Descabimento de condenação em honorários ao provedor de aplicação de internet que cumpre ordem judicial
O propósito recursal consiste em determinar se há sucumbência (honorários advocatícios) imputável a provedor de aplicação de internet que cumpre decisão de tutela de urgência sem oposição à pretensão de requisição judicial de registros, fornecendo dados de identificação de usuários de plataforma de comércio eletrônico alegadamente infratores de direito de propriedade intelectual (patente de modelo utilitário), sendo a tutela confirmada com a procedência da ação. Segundo o Marco Civil da Internet, os dados de acesso restrito por questão de sigilo e privacidade somente podem ser fornecidos mediante ordem judicial específica.
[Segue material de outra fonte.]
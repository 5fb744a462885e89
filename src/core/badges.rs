use crate::core::constants::*;
use crate::core::jitter;
use crate::core::pen::Pen;
use crate::core::profile::{BadgeLayout, BadgeProfile};
use crate::core::stage::Layer;
use glam::Vec2;
use rand::prelude::*;
use std::f32::consts::TAU;

/// Centered box that scattered badges must not start inside.
#[derive(Clone, Copy, Debug, PartialEq)]
pub struct ExclusionZone {
    pub center: Vec2,
    pub half_extent: Vec2,
}

impl ExclusionZone {
    #[inline]
    pub fn contains(&self, p: Vec2) -> bool {
        let d = (p - self.center).abs();
        d.x < self.half_extent.x && d.y < self.half_extent.y
    }
}

#[derive(Clone, Debug, PartialEq)]
pub struct Badge {
    pub sprite: usize,
    pub anchor: Vec2,
    pub size: f32,
    pub angular_velocity: f32,
    pub rotation: f32,
    pub orbit_phase: f32,
    pub orbit_speed: f32,
    pub scale: f32,
    pub glitch_offset: Vec2,
    /// Where the badge is drawn this frame.
    pub position: Vec2,
}

/// Tech badges drifting on small orbits, with occasional simultaneous
/// glitch pulses that snap back after a short delay.
pub struct BadgeField {
    profile: BadgeProfile,
    sprite_count: usize,
    badges: Vec<Badge>,
    zone: Option<ExclusionZone>,
    next_glitch_roll: Option<f64>,
    revert_at: Option<f64>,
    rng: StdRng,
}

impl BadgeField {
    pub fn new(profile: BadgeProfile, sprite_count: usize, seed: u64) -> Self {
        Self {
            profile,
            sprite_count,
            badges: Vec::new(),
            zone: None,
            next_glitch_roll: None,
            revert_at: None,
            rng: StdRng::seed_from_u64(seed),
        }
    }

    pub fn badges(&self) -> &[Badge] {
        &self.badges
    }

    pub fn exclusion_zone(&self) -> Option<ExclusionZone> {
        self.zone
    }

    pub fn pending_revert(&self) -> Option<f64> {
        self.revert_at
    }

    /// Fresh placement for a container of the given size.
    pub fn initialize(&mut self, width: f32, height: f32) {
        let viewport = Vec2::new(width.max(0.0), height.max(0.0));
        let count = self.profile.count.min(self.sprite_count);
        let anchors = match self.profile.layout {
            BadgeLayout::Scatter => {
                let zone = ExclusionZone {
                    center: viewport * 0.5,
                    half_extent: Vec2::splat(BADGE_EXCLUSION_HALF),
                };
                self.zone = Some(zone);
                (0..count)
                    .map(|_| scatter_anchor(&mut self.rng, viewport, zone))
                    .collect::<Vec<_>>()
            }
            BadgeLayout::Grid => {
                self.zone = None;
                grid_anchors(viewport, count)
            }
        };

        let profile = &self.profile;
        let rng = &mut self.rng;
        self.badges = anchors
            .into_iter()
            .enumerate()
            .map(|(i, anchor)| Badge {
                sprite: i,
                anchor,
                size: profile.size.sample(rng),
                angular_velocity: profile.spin.sample(rng),
                rotation: rng.gen::<f32>() * TAU,
                orbit_phase: rng.gen::<f32>() * TAU,
                orbit_speed: profile.orbit_speed.sample(rng),
                scale: 1.0,
                glitch_offset: Vec2::ZERO,
                position: anchor,
            })
            .collect();
        self.revert_at = None;
        log::debug!(
            "[badges] placed {} badges in {:.0}x{:.0}",
            self.badges.len(),
            viewport.x,
            viewport.y
        );
    }

    /// Jolts every badge at once; any pending revert is replaced.
    pub fn pulse(&mut self, now: f64) {
        for b in &mut self.badges {
            b.glitch_offset = Vec2::new(
                jitter(&mut self.rng, BADGE_GLITCH_OFFSET),
                jitter(&mut self.rng, BADGE_GLITCH_OFFSET),
            );
            b.scale = self
                .rng
                .gen_range(BADGE_GLITCH_SCALE_MIN..BADGE_GLITCH_SCALE_MAX);
        }
        self.revert_at = Some(now + BADGE_GLITCH_REVERT_MS);
        log::debug!("[badges] glitch pulse, revert at {:.0}", now + BADGE_GLITCH_REVERT_MS);
    }

    fn revert(&mut self) {
        for b in &mut self.badges {
            b.glitch_offset = Vec2::ZERO;
            b.scale = 1.0;
        }
        self.revert_at = None;
    }

    pub fn update(&mut self, now: f64) {
        if self.revert_at.is_some_and(|t| now >= t) {
            self.revert();
        }
        if self.profile.glitch {
            match self.next_glitch_roll {
                None => self.next_glitch_roll = Some(now + BADGE_GLITCH_PERIOD_MS),
                Some(t) if now >= t => {
                    self.next_glitch_roll = Some(now + BADGE_GLITCH_PERIOD_MS);
                    if self.rng.gen::<f32>() < self.profile.glitch_chance {
                        self.pulse(now);
                    }
                }
                Some(_) => {}
            }
        }

        let secs = now / 1000.0;
        let drift = self.profile.drift;
        for b in &mut self.badges {
            let phase = (secs * b.orbit_speed as f64 + b.orbit_phase as f64) as f32;
            let orbit = Vec2::new(phase.sin(), phase.cos()) * drift;
            b.position = b.anchor + orbit + b.glitch_offset;
            b.rotation = (b.rotation + b.angular_velocity).rem_euclid(TAU);
        }
    }
}

fn scatter_anchor<R: Rng + ?Sized>(rng: &mut R, viewport: Vec2, zone: ExclusionZone) -> Vec2 {
    let inset = Vec2::splat(BADGE_MARGIN);
    let room = (viewport - inset * 2.0).max(Vec2::ZERO);
    let mut candidate = inset;
    for _ in 0..BADGE_PLACEMENT_ATTEMPTS {
        candidate = inset + room * Vec2::new(rng.gen(), rng.gen());
        if !zone.contains(candidate) {
            return candidate;
        }
    }
    // The inset rectangle is mostly covered by the zone: push out sideways.
    let side = if candidate.x < zone.center.x { -1.0 } else { 1.0 };
    Vec2::new(zone.center.x + side * (zone.half_extent.x + 1.0), candidate.y)
}

fn grid_anchors(viewport: Vec2, count: usize) -> Vec<Vec2> {
    if count == 0 {
        return Vec::new();
    }
    let cols = (if viewport.x >= viewport.y { 3 } else { 2 }).min(count);
    let rows = count.div_ceil(cols);
    let cell = Vec2::new(viewport.x / cols as f32, viewport.y / rows as f32);
    (0..count)
        .map(|i| {
            let (r, c) = (i / cols, i % cols);
            Vec2::new((c as f32 + 0.5) * cell.x, (r as f32 + 0.5) * cell.y)
        })
        .collect()
}

impl Layer for BadgeField {
    fn name(&self) -> &'static str {
        "badges"
    }

    fn resize(&mut self, viewport: Vec2) {
        self.initialize(viewport.x, viewport.y);
    }

    fn update(&mut self, now: f64) {
        BadgeField::update(self, now);
    }

    fn draw(&mut self, pen: &mut dyn Pen) {
        for (i, b) in self.badges.iter().enumerate() {
            let glow = BADGE_GLOWS[i % BADGE_GLOWS.len()];
            pen.save();
            pen.set_glow(glow.with_alpha(0.25), BADGE_GLOW_BLUR);
            // unloaded sprites are simply skipped
            pen.sprite(b.sprite, b.position, b.size * b.scale, b.rotation);
            pen.restore();
        }
    }
}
O procedimento especial de requisição judicial de registros do Marco Civil da Internet nada mais é do que uma ação de produção antecipada de prova digital/eletrônica, pois serve para justificar (ou evitar) o ajuizamento (pela parte interessada na obtenção dos dados) de pretensão reparatória civil (ou penal) em desfavor dos usuários dos serviços de internet que praticam atos infratores, havendo similaridade dos requisitos de justificação na instrução da inicial nos moldes da ação de produção antecipada de provas do CPC. É pacífico o entendimento acerca do descabimento de ônus de sucumbência em procedimentos de natureza cautelar de produção antecipada de provas, nos quais inexiste resistência por parte de quem é instado a exibir os documentos judicialmente. Conforme precedentes desta Corte, quando o provedor de aplicações de internet é instado judicialmente a fornecer dados sigilosos e assim o faz sem ofertar oposição, não há como afirmar a existência de sucumbência com fundamento no princípio da causalidade. No caso, o proprietário de patente de modelo de utilidade demandou judicialmente provedor de aplicação de internet (plataforma de comércio eletrônico) a fornecer dados e registros para permitir identificação de usuários que anunciavam produtos com possível violação de sua propriedade intelectual, o que foi atendido pelo provedor em sede de tutela de urgência, confirmada com a procedência da ação. Considerando que o provedor cumpriu a ordem judicial específica sem ofertar oposição à pretensão na obtenção dos dados e registros, descabe imputação de ônus sucumbenciais (honorários advocatícios), devendo cada parte arcar com suas despesas processuais.